Caminas por caminos empinados y estrechos
que tiemblan con tu linda presencia, luz y hechos,
descubres tu gran desnudez, cansancio y dolor
que cuelgan de tu tierra, ramo primaveral,
y te crucifican con su fuerte vendaval.
Tus plantas finas, cansadas, dolidas y ardientes,
se arrastran sangrantes tras el paso de la luna
quien te espera muy silenciosa, verte dormir,
mi señora hermosa, paciencia que tu luz besa,
tu alma reza religiosamente con destreza.
Las estrellas muy titilantes tus pasos guía
en silencio melancólico de cada día
vienes cargada de frutas, verduras y amor
que a duras penas tu voluntad puede cargar;
tus blancos pies, hoy se desangran madre querida.
Tus pies, los indomables guerreros incesantes
están repletos de amor y esperanzas constantes
caminan y caminan con la blanca alborada
y se deslizan a la cama con alma helada.
Tu figura mojada se menea en los páramos
de sábanas blancas y las plantas de tus pies
lloran desconsoladas las estepas caídas,
tus pies han aprendido a caminar siempre solas
y con el peligro que aguarda a bella mujer.

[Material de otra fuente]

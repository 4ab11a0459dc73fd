//! Configuration service implementation.
//!
//! Loads [`UhhConfig`] from `config.toml` (by default
//! `~/.config/uhh/config.toml`) and caches it.

use crate::paths::UhhPaths;
use std::path::PathBuf;
use std::sync::{Arc, RwLock};
use uhh_core::config::UhhConfig;
use uhh_core::error::{Result, UhhError};

/// Configuration service that loads and caches the application configuration.
///
/// A missing or empty file yields the defaults. A file that cannot be parsed
/// is an error; the service never overwrites it.
#[derive(Debug, Clone)]
pub struct ConfigService {
    /// `None` means the platform default location.
    path: Option<PathBuf>,
    /// Cached configuration, loaded lazily on first access.
    config: Arc<RwLock<Option<UhhConfig>>>,
}

impl ConfigService {
    pub fn new() -> Self {
        Self {
            path: None,
            config: Arc::new(RwLock::new(None)),
        }
    }

    /// Reads the configuration from an explicit file instead of the default one.
    pub fn with_path(path: impl Into<PathBuf>) -> Self {
        Self {
            path: Some(path.into()),
            config: Arc::new(RwLock::new(None)),
        }
    }

    /// Gets the configuration, loading from file if not cached.
    pub fn get_config(&self) -> Result<UhhConfig> {
        {
            let read_lock = self
                .config
                .read()
                .map_err(|e| UhhError::internal(format!("config cache poisoned: {}", e)))?;
            if let Some(ref cached) = *read_lock {
                return Ok(cached.clone());
            }
        }

        let loaded = self.load_config()?;

        let mut write_lock = self
            .config
            .write()
            .map_err(|e| UhhError::internal(format!("config cache poisoned: {}", e)))?;
        *write_lock = Some(loaded.clone());

        Ok(loaded)
    }

    /// Invalidates the cache, forcing a reload on next access.
    pub fn invalidate_cache(&self) {
        match self.config.write() {
            Ok(mut write_lock) => *write_lock = None,
            Err(poisoned) => *poisoned.into_inner() = None,
        }
    }

    fn config_path(&self) -> Result<PathBuf> {
        match &self.path {
            Some(path) => Ok(path.clone()),
            None => UhhPaths::config_file(),
        }
    }

    fn load_config(&self) -> Result<UhhConfig> {
        let path = self.config_path()?;

        let content = match std::fs::read_to_string(&path) {
            Ok(content) => content,
            Err(e) if e.kind() == std::io::ErrorKind::NotFound => {
                tracing::debug!("No config file at {:?}, using defaults", path);
                return Ok(UhhConfig::default());
            }
            Err(e) => return Err(e.into()),
        };

        if content.trim().is_empty() {
            return Ok(UhhConfig::default());
        }

        toml::from_str(&content)
            .map_err(|e| UhhError::config(format!("Failed to parse {:?}: {}", path, e)))
    }
}

impl Default for ConfigService {
    fn default() -> Self {
        Self::new()
    }
}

El deber de madre es importante, nunca espera
ni el sol se esconde en verano, ni el helado invierno
sus lluvias aleja pero los vientos te avezan
con sus aguaceros que mojan todo tu ser;
de tus pies, he seguido la ruta de trabajo.
Hoy sigo tu recorrido, tus estes y oestes
para recoger del camino fuertes alpistes,
pan de cada día que de tus manos me diste
sin llorar ni enjugar lágrimas con tu dolor
porque tú caminaste y lo hiciste por amor.
Por amor a sus hijos, una madre puede caminar campos, montañas, desiertos en busca del pan de cada día y sin importarle cuanto le lastiman sus pies, que sangran por las heridas y ampollas de tanto caminar.